→ Exercise description
How many lines in the records below contain the word "InvalidInput"? State that number and nothing more.
..............................
// Rust guideline compliant 2026-10-19

//! Response envelopes for command and tool outputs.

use crate::error::{AppError, ErrorCode};
use serde::Serialize;

/// Standard success envelope.
#[derive(Debug, Serialize)]
pub struct SuccessEnvelope<T> {
    /// Status indicator.
    pub status: &'static str,
    /// Result payload.
    pub result: T,
}

impl<T> SuccessEnvelope<T> {
    /// Creates a new success envelope.
    #[must_use]
    pub fn new(result: T) -> Self {
        Self {
            status: "ok",
            result,
        }
    }
}

/// Standard error envelope.
#[derive(Debug, Serialize)]
pub struct ErrorEnvelope {
    /// Stable error code.
    pub code: ErrorCode,
    /// Human-readable error message.
    pub message: String,
    /// Optional structured details.
    #[serde(skip_serializing_if = "Option::is_none")]
    pub details: Option<serde_json::Value>,
}

impl ErrorEnvelope {
    /// Creates a new error envelope from an application error.
    #[must_use]
    pub fn from_error(error: &AppError) -> Self {
        Self {
            code: error.code(),
            message: error.to_string(),
            details: error.details(),
        }
    }
}
// Rust guideline compliant 2026-10-19

//! Read-only listing and statistics helpers for Threadswap.
//!
//! Every function here works on a [`Snapshot`] and never mutates the store.

use crate::error::{AppError, Result};
use rayon::prelude::*;
use serde::Serialize;
use std::collections::BTreeMap;
use threadswap_core::{
    ledger, Category, Condition, Item, ItemStatus, PointTransaction, Size, Snapshot, SwapRequest,
    SwapStatus,
};

const PARALLEL_THRESHOLD: usize = 1_000;

/// One page of results.
#[derive(Debug, Clone, PartialEq, Eq, Serialize)]
pub struct Page<T> {
    pub items: Vec<T>,
    /// One-based page number.
    pub page: usize,
    pub page_size: usize,
    /// Number of matches across all pages.
    pub total: usize,
    pub total_pages: usize,
}

impl<T> Page<T> {
    /// Cuts page `page` (one-based) of `page_size` entries out of `all`.
    #[must_use]
    pub fn paginate(all: Vec<T>, page: usize, page_size: usize) -> Self {
        let page = page.max(1);
        let page_size = page_size.max(1);
        let total = all.len();
        let total_pages = total.div_ceil(page_size);
        let items = all
            .into_iter()
            .skip((page - 1).saturating_mul(page_size))
            .take(page_size)
            .collect();
        Self {
            items,
            page,
            page_size,
            total,
            total_pages,
        }
    }
}

/// Filters for browsing available items.
#[derive(Debug, Clone, Default)]
pub struct BrowseOptions {
    pub category: Option<Category>,
    pub size: Option<Size>,
    pub condition: Option<Condition>,
    /// Case-insensitive text matched against title, description, tags and brand.
    pub search: Option<String>,
    /// Hide items owned by this user.
    pub exclude_owner: Option<String>,
}

/// Parses a category name.
///
/// # Errors
///
/// Returns an error if the category is unknown.
pub fn parse_category(value: &str) -> Result<Category> {
    let value = value.trim().to_lowercase();
    Category::ALL
        .into_iter()
        .find(|category| category.as_str() == value)
        .ok_or_else(|| AppError::InvalidInput(format!("Invalid category: {}", value)))
}

/// Parses a size label such as `XL` or `32`.
///
/// # Errors
///
/// Returns an error if the size is unknown.
pub fn parse_size(value: &str) -> Result<Size> {
    let value = value.trim().to_uppercase();
    Size::ALL
        .into_iter()
        .find(|size| size.as_str() == value)
        .ok_or_else(|| AppError::InvalidInput(format!("Invalid size: {}", value)))
}

/// Parses a condition name.
///
/// # Errors
///
/// Returns an error if the condition is unknown.
pub fn parse_condition(value: &str) -> Result<Condition> {
    let value = value.trim().to_lowercase();
    Condition::ALL
        .into_iter()
        .find(|condition| condition.as_str() == value)
        .ok_or_else(|| AppError::InvalidInput(format!("Invalid condition: {}", value)))
}

/// Parses an item status filter.
///
/// # Errors
///
/// Returns an error if the status is unknown.
pub fn parse_item_status(value: &str) -> Result<ItemStatus> {
    let value = value.trim().to_lowercase().replace('-', "_");
    match value.as_str() {
        "pending" => Ok(ItemStatus::PendingApproval),
        _ => ItemStatus::ALL
            .into_iter()
            .find(|status| status.as_str() == value)
            .ok_or_else(|| AppError::InvalidInput(format!("Invalid item status: {}", value))),
    }
}

/// Parses a swap status filter.
///
/// # Errors
///
/// Returns an error if the status is unknown.
pub fn parse_swap_status(value: &str) -> Result<SwapStatus> {
    let value = value.trim().to_lowercase();
    match value.as_str() {
        "canceled" => Ok(SwapStatus::Cancelled),
        _ => SwapStatus::ALL
            .into_iter()
            .find(|status| status.as_str() == value)
            .ok_or_else(|| AppError::InvalidInput(format!("Invalid swap status: {}", value))),
    }
}

/// Lists available items matching `options`, newest first.
pub fn browse_items(
    snapshot: &Snapshot,
    options: &BrowseOptions,
    page: usize,
    page_size: usize,
) -> Page<Item> {
    let needle = options
        .search
        .as_deref()
        .map(str::trim)
        .filter(|s| !s.is_empty())
        .map(str::to_lowercase);

    let predicate = |item: &Item| {
        if item.status != ItemStatus::Available {
            return false;
        }
        if options.category.is_some_and(|c| item.category != c) {
            return false;
        }
        if options.size.is_some_and(|s| item.size != s) {
            return false;
        }
        if options.condition.is_some_and(|c| item.condition != c) {
            return false;
        }
        if options.exclude_owner.as_deref() == Some(item.owner.as_str()) {
            return false;
        }
        if let Some(needle) = &needle {
            return matches_search(item, needle);
        }
        true
    };

    let items: Vec<Item> = snapshot.items().cloned().collect();
    let mut matches: Vec<Item> = if items.len() >= PARALLEL_THRESHOLD {
        items.into_par_iter().filter(|item| predicate(item)).collect()
    } else {
        items.into_iter().filter(|item| predicate(item)).collect()
    };
    sort_newest_first(&mut matches);
    Page::paginate(matches, page, page_size)
}

fn matches_search(item: &Item, needle: &str) -> bool {
    item.title.to_lowercase().contains(needle)
        || item.description.to_lowercase().contains(needle)
        || item
            .tags
            .iter()
            .any(|tag| tag.to_lowercase().contains(needle))
        || item
            .brand
            .as_deref()
            .is_some_and(|brand| brand.to_lowercase().contains(needle))
}

fn sort_newest_first(items: &mut [Item]) {
    items.sort_by(|a, b| {
        b.created_at
            .cmp(&a.created_at)
            .then_with(|| a.id.cmp(&b.id))
    });
}

/// Lists items awaiting moderation, oldest first.
pub fn pending_items(snapshot: &Snapshot, page: usize, page_size: usize) -> Page<Item> {
    let mut items: Vec<Item> = snapshot
        .items()
        .filter(|item| item.status == ItemStatus::PendingApproval)
        .cloned()
        .collect();
    items.sort_by(|a, b| {
        a.created_at
            .cmp(&b.created_at)
            .then_with(|| a.id.cmp(&b.id))
    });
    Page::paginate(items, page, page_size)
}

/// Lists the items owned by `user_id`, newest first.
pub fn user_items(
    snapshot: &Snapshot,
    user_id: &str,
    status: Option<ItemStatus>,
    page: usize,
    page_size: usize,
) -> Page<Item> {
    let mut items: Vec<Item> = snapshot
        .items()
        .filter(|item| item.owner == user_id)
        .filter(|item| status.map_or(true, |s| item.status == s))
        .cloned()
        .collect();
    sort_newest_first(&mut items);
    Page::paginate(items, page, page_size)
}

/// Lists the available items `user_id` favorited, newest first.
pub fn favorite_items(
    snapshot: &Snapshot,
    user_id: &str,
    page: usize,
    page_size: usize,
) -> Page<Item> {
    let mut items: Vec<Item> = snapshot
        .items()
        .filter(|item| item.status == ItemStatus::Available && item.is_favorited_by(user_id))
        .cloned()
        .collect();
    sort_newest_first(&mut items);
    Page::paginate(items, page, page_size)
}

/// Lists the ledger of `user_id`, newest first.
pub fn user_ledger(
    snapshot: &Snapshot,
    user_id: &str,
    page: usize,
    page_size: usize,
) -> Page<PointTransaction> {
    // Append order breaks ties between entries of the same second.
    let mut entries: Vec<PointTransaction> = snapshot
        .transactions_for(user_id)
        .cloned()
        .collect();
    entries.reverse();
    entries.sort_by(|a, b| b.created_at.cmp(&a.created_at));
    Page::paginate(entries, page, page_size)
}

/// Which side of a swap request to list.
#[derive(Debug, Clone, Copy, PartialEq, Eq)]
pub enum SwapDirection {
    /// Requests the user made.
    Sent,
    /// Requests for items the user owns.
    Received,
}
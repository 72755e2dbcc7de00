// Rust guideline compliant 2026-10-19

//! Shared application services for Threadswap.
//!
//! This crate hosts the lifecycle engine together with reusable,
//! non-CLI-specific helpers for data directory discovery, ID resolution,
//! listing and statistics, and standardized response envelopes.

pub mod engine;
pub mod error;
pub mod ids;
pub mod list;
pub mod repo;
pub mod response;

pub use engine::{Approval, Clock, Engine, Redemption, SwapDecision, SwapOutcome};
pub use error::{AppError, ErrorCode, Result};
pub use ids::{resolve_item_id, resolve_swap_id, resolve_transaction_id, resolve_user};
pub use list::{
    browse_items, favorite_items, parse_category, parse_condition, parse_item_status,
    parse_size, parse_swap_status, platform_stats, user_items, user_ledger, user_stats,
    user_swaps, BrowseOptions, Page, PlatformStats, SwapDirection, UserStats,
};
pub use repo::RepoContext;
pub use response::{ErrorEnvelope, SuccessEnvelope};
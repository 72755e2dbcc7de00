// Rust guideline compliant 2026-10-19

//! Data directory discovery and path management utilities.

use crate::error::{AppError, Result};
use std::path::{Path, PathBuf};
use threadswap_core::{Config, FileStore};

/// Name of the data directory inside a workspace root.
pub const DATA_DIR: &str = ".threadswap";

/// Path metadata for a Threadswap data directory.
#[derive(Debug, Clone)]
pub struct RepoContext {
    root: PathBuf,
    data_dir: PathBuf,
    store_path: PathBuf,
    config_path: PathBuf,
}

impl RepoContext {
    /// Discovers a Threadswap data directory starting from an optional root.
    ///
    /// # Arguments
    ///
    /// * `repo_root` - Optional root to pin discovery; defaults to the
    ///   current directory
    ///
    /// # Errors
    ///
    /// Returns an error if:
    /// - The current directory cannot be resolved
    /// - The `.threadswap` directory is missing
    pub fn discover(repo_root: Option<&Path>) -> Result<Self> {
        let root = match repo_root {
            Some(root) => root.to_path_buf(),
            None => std::env::current_dir()?,
        };
        let data_dir = root.join(DATA_DIR);
        if !data_dir.exists() {
            return Err(AppError::RepoNotInitialized { path: data_dir });
        }
        Ok(Self::from_parts(root, data_dir))
    }

    /// Creates the data directory and a default configuration under `root`.
    ///
    /// Existing files are left in place.
    ///
    /// # Errors
    ///
    /// Returns an error if the directory or configuration cannot be written.
    pub fn init(root: &Path) -> Result<Self> {
        let data_dir = root.join(DATA_DIR);
        std::fs::create_dir_all(&data_dir)?;
        let context = Self::from_parts(root.to_path_buf(), data_dir);
        if !context.config_path.exists() {
            Config::default().save(&context.data_dir)?;
        }
        Ok(context)
    }

    fn from_parts(root: PathBuf, data_dir: PathBuf) -> Self {
        Self {
            root,
            store_path: data_dir.join(FileStore::FILE_NAME),
            config_path: data_dir.join(Config::FILE_NAME),
            data_dir,
        }
    }

    /// Returns the workspace root path.
    #[must_use]
    pub fn root(&self) -> &Path {
        self.root.as_path()
    }

    /// Returns the `.threadswap` directory path.
    #[must_use]
    pub fn data_dir(&self) -> &Path {
        self.data_dir.as_path()
    }

    /// Returns the JSONL store path.
    #[must_use]
    pub fn store_path(&self) -> &Path {
        self.store_path.as_path()
    }

    /// Returns the config TOML path.
    #[must_use]
    pub fn config_path(&self) -> &Path {
        self.config_path.as_path()
    }

    /// Opens the file store for this directory.
    ///
    /// # Errors
    ///
    /// Returns an error if the store cannot be initialized.
    pub fn open_store(&self) -> Result<FileStore> {
        Ok(FileStore::new(self.store_path.clone())?)
    }

    /// Loads configuration.
    ///
    /// # Errors
    ///
    /// Returns an error if the configuration cannot be loaded.
    pub fn load_config(&self) -> Result<Config> {
        Ok(Config::load(self.data_dir())?)
    }
}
..............................
→ Task output
5